• _WHAT TO DO_:
Search the records below for the word "message". Pull out each line that has it.

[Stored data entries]

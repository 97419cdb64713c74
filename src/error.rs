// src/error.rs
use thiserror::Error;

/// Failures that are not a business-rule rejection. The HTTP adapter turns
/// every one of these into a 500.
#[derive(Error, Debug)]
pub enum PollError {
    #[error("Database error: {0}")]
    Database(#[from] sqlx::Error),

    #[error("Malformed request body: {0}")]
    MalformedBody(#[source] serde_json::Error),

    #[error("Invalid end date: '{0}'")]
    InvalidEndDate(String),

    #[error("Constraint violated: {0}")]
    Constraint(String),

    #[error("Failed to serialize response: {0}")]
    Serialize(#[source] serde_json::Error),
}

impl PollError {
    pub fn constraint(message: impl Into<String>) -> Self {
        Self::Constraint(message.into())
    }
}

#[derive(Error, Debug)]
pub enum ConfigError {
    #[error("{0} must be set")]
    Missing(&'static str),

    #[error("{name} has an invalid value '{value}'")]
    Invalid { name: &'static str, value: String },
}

--

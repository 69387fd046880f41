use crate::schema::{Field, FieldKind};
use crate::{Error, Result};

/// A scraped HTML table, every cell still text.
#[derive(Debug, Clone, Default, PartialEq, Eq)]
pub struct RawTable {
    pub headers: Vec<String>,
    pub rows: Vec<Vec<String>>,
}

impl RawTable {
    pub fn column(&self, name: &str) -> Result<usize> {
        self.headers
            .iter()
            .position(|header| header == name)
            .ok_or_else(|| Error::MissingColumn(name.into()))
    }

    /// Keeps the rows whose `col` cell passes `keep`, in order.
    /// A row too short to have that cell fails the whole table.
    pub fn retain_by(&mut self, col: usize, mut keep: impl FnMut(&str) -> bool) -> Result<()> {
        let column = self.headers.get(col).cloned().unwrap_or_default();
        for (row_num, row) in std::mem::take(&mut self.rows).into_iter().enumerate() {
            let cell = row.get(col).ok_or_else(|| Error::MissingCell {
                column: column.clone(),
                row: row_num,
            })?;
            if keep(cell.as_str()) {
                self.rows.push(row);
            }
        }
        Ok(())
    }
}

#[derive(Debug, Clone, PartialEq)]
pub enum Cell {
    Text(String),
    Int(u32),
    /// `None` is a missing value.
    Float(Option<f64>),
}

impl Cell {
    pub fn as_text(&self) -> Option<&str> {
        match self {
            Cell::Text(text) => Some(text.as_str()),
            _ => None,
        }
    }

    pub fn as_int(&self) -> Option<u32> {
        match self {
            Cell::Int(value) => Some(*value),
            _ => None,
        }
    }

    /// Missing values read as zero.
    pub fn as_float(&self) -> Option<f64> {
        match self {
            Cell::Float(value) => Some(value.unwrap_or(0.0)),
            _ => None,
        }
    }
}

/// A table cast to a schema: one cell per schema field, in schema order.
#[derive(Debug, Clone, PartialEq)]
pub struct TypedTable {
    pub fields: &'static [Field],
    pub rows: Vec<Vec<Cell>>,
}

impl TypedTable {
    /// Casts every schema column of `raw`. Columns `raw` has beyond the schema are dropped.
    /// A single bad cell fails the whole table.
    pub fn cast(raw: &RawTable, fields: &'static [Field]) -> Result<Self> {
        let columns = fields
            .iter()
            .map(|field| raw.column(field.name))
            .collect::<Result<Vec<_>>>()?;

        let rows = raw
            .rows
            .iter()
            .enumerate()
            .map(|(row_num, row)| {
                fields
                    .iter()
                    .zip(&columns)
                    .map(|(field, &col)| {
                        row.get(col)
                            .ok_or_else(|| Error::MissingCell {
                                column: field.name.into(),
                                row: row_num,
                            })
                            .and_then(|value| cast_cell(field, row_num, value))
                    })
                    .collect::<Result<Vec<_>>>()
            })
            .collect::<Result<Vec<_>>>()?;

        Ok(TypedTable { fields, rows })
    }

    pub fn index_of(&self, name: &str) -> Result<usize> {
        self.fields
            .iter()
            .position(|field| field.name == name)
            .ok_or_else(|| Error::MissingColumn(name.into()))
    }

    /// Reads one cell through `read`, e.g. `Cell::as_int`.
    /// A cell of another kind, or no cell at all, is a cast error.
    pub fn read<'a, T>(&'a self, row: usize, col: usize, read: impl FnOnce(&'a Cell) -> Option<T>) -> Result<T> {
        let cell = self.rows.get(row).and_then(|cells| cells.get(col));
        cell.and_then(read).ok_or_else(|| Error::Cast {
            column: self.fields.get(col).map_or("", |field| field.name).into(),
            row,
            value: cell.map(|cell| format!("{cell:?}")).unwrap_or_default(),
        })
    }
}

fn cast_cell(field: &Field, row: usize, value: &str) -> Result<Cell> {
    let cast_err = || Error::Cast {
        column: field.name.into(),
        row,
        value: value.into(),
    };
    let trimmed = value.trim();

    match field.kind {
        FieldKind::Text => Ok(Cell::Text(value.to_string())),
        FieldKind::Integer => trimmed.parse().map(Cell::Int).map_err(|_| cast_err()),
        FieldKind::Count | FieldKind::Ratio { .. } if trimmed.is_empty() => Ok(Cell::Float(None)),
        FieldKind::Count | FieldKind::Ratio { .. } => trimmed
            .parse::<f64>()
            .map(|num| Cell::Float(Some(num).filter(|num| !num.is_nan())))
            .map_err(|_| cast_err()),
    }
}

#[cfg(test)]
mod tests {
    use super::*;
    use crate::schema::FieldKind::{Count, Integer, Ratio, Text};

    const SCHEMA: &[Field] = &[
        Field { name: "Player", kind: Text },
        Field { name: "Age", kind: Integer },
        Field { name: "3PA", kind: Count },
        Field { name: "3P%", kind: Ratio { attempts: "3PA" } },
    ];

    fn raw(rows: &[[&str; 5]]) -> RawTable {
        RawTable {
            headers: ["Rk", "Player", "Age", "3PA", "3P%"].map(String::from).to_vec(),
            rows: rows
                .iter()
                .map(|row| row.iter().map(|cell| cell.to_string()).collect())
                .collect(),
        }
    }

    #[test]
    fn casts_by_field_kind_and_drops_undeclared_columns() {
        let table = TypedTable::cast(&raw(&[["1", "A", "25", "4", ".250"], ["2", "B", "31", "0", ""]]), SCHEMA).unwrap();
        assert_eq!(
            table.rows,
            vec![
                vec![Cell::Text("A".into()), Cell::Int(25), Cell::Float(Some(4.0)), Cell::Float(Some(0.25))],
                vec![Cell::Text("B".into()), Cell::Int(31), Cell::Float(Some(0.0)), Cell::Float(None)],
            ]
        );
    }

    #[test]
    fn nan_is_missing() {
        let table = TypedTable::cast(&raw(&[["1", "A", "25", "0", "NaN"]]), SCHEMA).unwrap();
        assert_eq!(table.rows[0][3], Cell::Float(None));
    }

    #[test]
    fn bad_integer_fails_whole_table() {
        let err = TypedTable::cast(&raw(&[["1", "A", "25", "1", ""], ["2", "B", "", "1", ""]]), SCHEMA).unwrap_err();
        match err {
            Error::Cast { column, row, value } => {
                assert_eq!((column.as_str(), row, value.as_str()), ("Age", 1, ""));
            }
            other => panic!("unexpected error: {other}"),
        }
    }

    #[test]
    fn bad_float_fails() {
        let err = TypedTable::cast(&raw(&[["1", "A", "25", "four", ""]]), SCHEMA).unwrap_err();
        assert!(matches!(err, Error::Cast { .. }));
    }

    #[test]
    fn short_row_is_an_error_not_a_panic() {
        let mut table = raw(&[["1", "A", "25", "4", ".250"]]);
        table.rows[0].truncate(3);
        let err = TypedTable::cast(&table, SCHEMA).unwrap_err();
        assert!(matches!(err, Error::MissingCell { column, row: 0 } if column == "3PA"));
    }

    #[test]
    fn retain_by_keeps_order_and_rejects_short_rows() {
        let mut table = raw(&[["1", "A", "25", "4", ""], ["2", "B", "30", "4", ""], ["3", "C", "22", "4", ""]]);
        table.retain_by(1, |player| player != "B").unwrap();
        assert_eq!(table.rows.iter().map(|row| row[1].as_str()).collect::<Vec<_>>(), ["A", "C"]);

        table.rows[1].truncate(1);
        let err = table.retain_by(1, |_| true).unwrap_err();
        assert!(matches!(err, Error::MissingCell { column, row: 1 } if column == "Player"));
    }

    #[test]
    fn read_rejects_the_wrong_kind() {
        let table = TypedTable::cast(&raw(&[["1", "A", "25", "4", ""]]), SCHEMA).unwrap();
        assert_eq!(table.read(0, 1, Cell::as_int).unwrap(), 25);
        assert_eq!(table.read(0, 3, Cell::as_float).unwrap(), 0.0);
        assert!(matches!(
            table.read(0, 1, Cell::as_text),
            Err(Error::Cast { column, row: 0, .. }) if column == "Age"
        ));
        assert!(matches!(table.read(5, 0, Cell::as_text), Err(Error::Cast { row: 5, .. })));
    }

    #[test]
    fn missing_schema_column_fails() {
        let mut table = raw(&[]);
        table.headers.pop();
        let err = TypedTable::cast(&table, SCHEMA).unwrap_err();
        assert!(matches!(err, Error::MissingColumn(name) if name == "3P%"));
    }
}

• _YOUR SOLUTION_:
    pub fn constraint(message: impl Into<String>) -> Self {
        Self::Constraint(message.into())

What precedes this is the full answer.